Greater visibility and insights from data are no longer merely options for business competitiveness. They’re table stakes. Data allows companies to understand and deliver exactly what their customers want when they want it. Monitoring data streams can also ensure product quality, alert operators to anomalies, and minimize production downtime. Businesses that don’t collect, analyze, and use data in their operations will be defeated by those that do.
However, not all of your clients have data analysts on staff or the computing power to perform extensive data analysis in-house. So, to unlock the value of their data, your clients will need you to help them select the right data analytics tools.
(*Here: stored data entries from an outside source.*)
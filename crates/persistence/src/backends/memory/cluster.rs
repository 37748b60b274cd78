//! In-process document store shared by every handle on one connection string.

use std::collections::{BTreeMap, HashMap};

use parking_lot::Mutex;
use tokio::sync::mpsc;

use crate::types::{Document, Filter, Patch};

type CollectionKey = (String, String);

/// Outcome of a mutation addressed by identifier.
#[derive(Debug, Clone, Copy, PartialEq, Eq)]
pub(crate) enum WriteOutcome {
    Applied,
    Missing,
    Duplicate,
}

/// A raw `(old, new)` change delivered to watchers before filtering.
#[derive(Debug, Clone)]
pub(crate) struct RawChange {
    pub(crate) old: Option<Document>,
    pub(crate) new: Option<Document>,
}

#[derive(Debug)]
struct Watcher {
    id: u64,
    key: CollectionKey,
    tx: mpsc::UnboundedSender<RawChange>,
}

#[derive(Debug, Default)]
struct ClusterState {
    collections: HashMap<CollectionKey, BTreeMap<String, Document>>,
    watchers: Vec<Watcher>,
    next_watcher: u64,
}

impl ClusterState {
    fn notify(&mut self, key: &CollectionKey, old: Option<Document>, new: Option<Document>) {
        let change = RawChange { old, new };
        self.watchers
            .retain(|watcher| &watcher.key != key || watcher.tx.send(change.clone()).is_ok());
    }
}

/// The storage behind one `memory://` connection string.
///
/// All mutations and watcher notifications happen under one lock, so every
/// watcher sees changes in commit order.
#[derive(Debug, Default)]
pub struct MemoryCluster {
    state: Mutex<ClusterState>,
}

/// Returned when an operation addresses a collection that does not exist.
#[derive(Debug, Clone, Copy, PartialEq, Eq)]
pub(crate) struct MissingCollection;

fn key(database: &str, collection: &str) -> CollectionKey {
    (database.to_string(), collection.to_string())
}

impl MemoryCluster {
    /// Creates an empty cluster.
    pub fn new() -> Self {
        Self::default()
    }

    /// Creates the collection if needed. Returns `true` if it was created.
    pub fn create_collection(&self, database: &str, collection: &str) -> bool {
        let mut state = self.state.lock();
        let key = key(database, collection);
        if state.collections.contains_key(&key) {
            return false;
        }
        state.collections.insert(key, BTreeMap::new());
        true
    }

    /// Drops the collection and ends every change feed watching it.
    ///
    /// Returns `true` if the collection existed.
    pub fn drop_collection(&self, database: &str, collection: &str) -> bool {
        let mut state = self.state.lock();
        let key = key(database, collection);
        state.watchers.retain(|watcher| watcher.key != key);
        state.collections.remove(&key).is_some()
    }

    /// Returns `true` if the collection exists.
    pub fn has_collection(&self, database: &str, collection: &str) -> bool {
        self.state
            .lock()
            .collections
            .contains_key(&key(database, collection))
    }

    /// Number of documents in the collection, if it exists.
    pub fn document_count(&self, database: &str, collection: &str) -> Option<usize> {
        self.state
            .lock()
            .collections
            .get(&key(database, collection))
            .map(BTreeMap::len)
    }

    pub(crate) fn insert(
        &self,
        database: &str,
        collection: &str,
        id: String,
        doc: Document,
    ) -> Result<WriteOutcome, MissingCollection> {
        let mut state = self.state.lock();
        let key = key(database, collection);
        let docs = state.collections.get_mut(&key).ok_or(MissingCollection)?;
        if docs.contains_key(&id) {
            return Ok(WriteOutcome::Duplicate);
        }
        docs.insert(id, doc.clone());
        state.notify(&key, None, Some(doc));
        Ok(WriteOutcome::Applied)
    }

    pub(crate) fn update(
        &self,
        database: &str,
        collection: &str,
        filter: &Filter,
        patch: &Patch,
    ) -> Result<u64, MissingCollection> {
        let mut state = self.state.lock();
        let key = key(database, collection);
        let docs = state.collections.get_mut(&key).ok_or(MissingCollection)?;

        let mut matched = 0;
        let mut changes = Vec::new();
        for doc in docs.values_mut().filter(|doc| filter.matches(doc)) {
            matched += 1;
            let old = doc.clone();
            patch.apply_to(doc);
            if *doc != old {
                changes.push((old, doc.clone()));
            }
        }

        for (old, new) in changes {
            state.notify(&key, Some(old), Some(new));
        }
        Ok(matched)
    }

    pub(crate) fn update_id(
        &self,
        database: &str,
        collection: &str,
        id: &str,
        patch: &Patch,
    ) -> Result<WriteOutcome, MissingCollection> {
        self.modify(database, collection, id, |doc| patch.apply_to(doc))
    }

    pub(crate) fn replace_id(
        &self,
        database: &str,
        collection: &str,
        id: &str,
        replacement: Document,
    ) -> Result<WriteOutcome, MissingCollection> {
        self.modify(database, collection, id, move |doc| *doc = replacement)
    }

    fn modify<F>(
        &self,
        database: &str,
        collection: &str,
        id: &str,
        change: F,
    ) -> Result<WriteOutcome, MissingCollection>
    where
        F: FnOnce(&mut Document),
    {
        let mut state = self.state.lock();
        let key = key(database, collection);
        let docs = state.collections.get_mut(&key).ok_or(MissingCollection)?;
        let Some(doc) = docs.get_mut(id) else {
            return Ok(WriteOutcome::Missing);
        };

        let old = doc.clone();
        change(doc);
        let new = doc.clone();
        if new != old {
            state.notify(&key, Some(old), Some(new));
        }
        Ok(WriteOutcome::Applied)
    }

    pub(crate) fn remove_id(
        &self,
        database: &str,
        collection: &str,
        id: &str,
    ) -> Result<WriteOutcome, MissingCollection> {
        let mut state = self.state.lock();
        let key = key(database, collection);
        let docs = state.collections.get_mut(&key).ok_or(MissingCollection)?;
        match docs.remove(id) {
            Some(old) => {
                state.notify(&key, Some(old), None);
                Ok(WriteOutcome::Applied)
            }
            None => Ok(WriteOutcome::Missing),
        }
    }

    pub(crate) fn get(
        &self,
        database: &str,
        collection: &str,
        id: &str,
    ) -> Result<Option<Document>, MissingCollection> {
        let state = self.state.lock();
        let docs = state
            .collections
            .get(&key(database, collection))
            .ok_or(MissingCollection)?;
        Ok(docs.get(id).cloned())
    }

    pub(crate) fn scan(
        &self,
        database: &str,
        collection: &str,
        filter: &Filter,
        limit: Option<usize>,
    ) -> Result<Vec<Document>, MissingCollection> {
        let state = self.state.lock();
        let docs = state
            .collections
            .get(&key(database, collection))
            .ok_or(MissingCollection)?;
        Ok(docs
            .values()
            .filter(|doc| filter.matches(doc))
            .take(limit.unwrap_or(usize::MAX))
            .cloned()
            .collect())
    }

    pub(crate) fn watch(
        &self,
        database: &str,
        collection: &str,
    ) -> Result<(u64, mpsc::UnboundedReceiver<RawChange>), MissingCollection> {
        let mut state = self.state.lock();
        let key = key(database, collection);
        if !state.collections.contains_key(&key) {
            return Err(MissingCollection);
        }

        let (tx, rx) = mpsc::unbounded_channel();
        let id = state.next_watcher;
        state.next_watcher += 1;
        state.watchers.push(Watcher { id, key, tx });
        Ok((id, rx))
    }

    pub(crate) fn unwatch(&self, watcher_id: u64) {
        self.state
            .lock()
            .watchers
            .retain(|watcher| watcher.id != watcher_id);
    }

    /// Number of open change feeds.
    pub fn watcher_count(&self) -> usize {
        self.state.lock().watchers.len()
    }
}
Data Analytics as a Service provides subscription-based data analytics tools through the cloud. These solutions are often designed to democratize data analysis, allowing people in any role in the company, regardless of their technical expertise, to have the ability to access and use insights from data.
There is a wide range of data analytics tools to choose from, which makes it possible for you to tailor a solution to your client’s needs. However, you must carefully select to avoid the following pitfalls.
Complexity
People in all roles with different skill sets need to make data-based decisions. Therefore, data analytics tools must be intuitive so everyone who needs them can use them. The data analytics solution also needs to be easy to launch. You can eliminate complexity by choosing an end-to-end solution that includes all business intelligence (BI) stack components, such as ETL (extract, transform, load), analytics and visualization.
Limited Scalability
Before vetting data analytics tools, narrow your choices to those that can accommodate the maximum number of users the company will have at any time and the volume of data they need to process. The solution should also be able to provide the answers your client needs within their expected timeframe.
Limited Data Sources
Some solutions support only one data source — others will analyze data from multiple sources. Ensure you thoroughly understand where your client’s data is coming from, the format the information is in, and the data analytics tools you choose can handle it. If your client uses multiple data sources, ensure your solution integrates disparate data streams as efficiently as possible.
Poor Visualization
Ensure the data analytics tool you choose can visualize data effectively for your client. You may want to select a tool that lets you customize reports and graphics to present the most critical information to the user in a way that’s easy for them to understand quickly. Some data analytics tool vendors offer industry-specific dashboards with their solutions configured for the metrics, key performance indicators (KPIs), and cost analysis that businesses in those verticals commonly need.
Subpar security
Businesses need to protect their data. When evaluating a security solution, ensure it keeps data safe from hackers and includes features that limit access to only employees who need the data to do their jobs. Your clients may also require an audit log showing who has accessed information. Some solutions can also allow administrators to hide specific data from shared dashboards based on the user’s role.
Inadequate support
It’s also vital to ensure that your data analytics tool is backed by reliable support. Research how and when users – and managed services providers – can contact support or submit a ticket and if there’s an additional cost for premium service with shorter response times. Also, investigate whether the vendor provides training and if you will have a dedicated contact that you can reach when you and your clients need them most.
The best data analytics tools for your client will improve, not complicate, their current processes by putting insights from data at their fingertips that they can use to make intelligent decisions to grow their businesses. Ensure you don’t implement a solution for your client that will interfere with the value data can provide to their organization.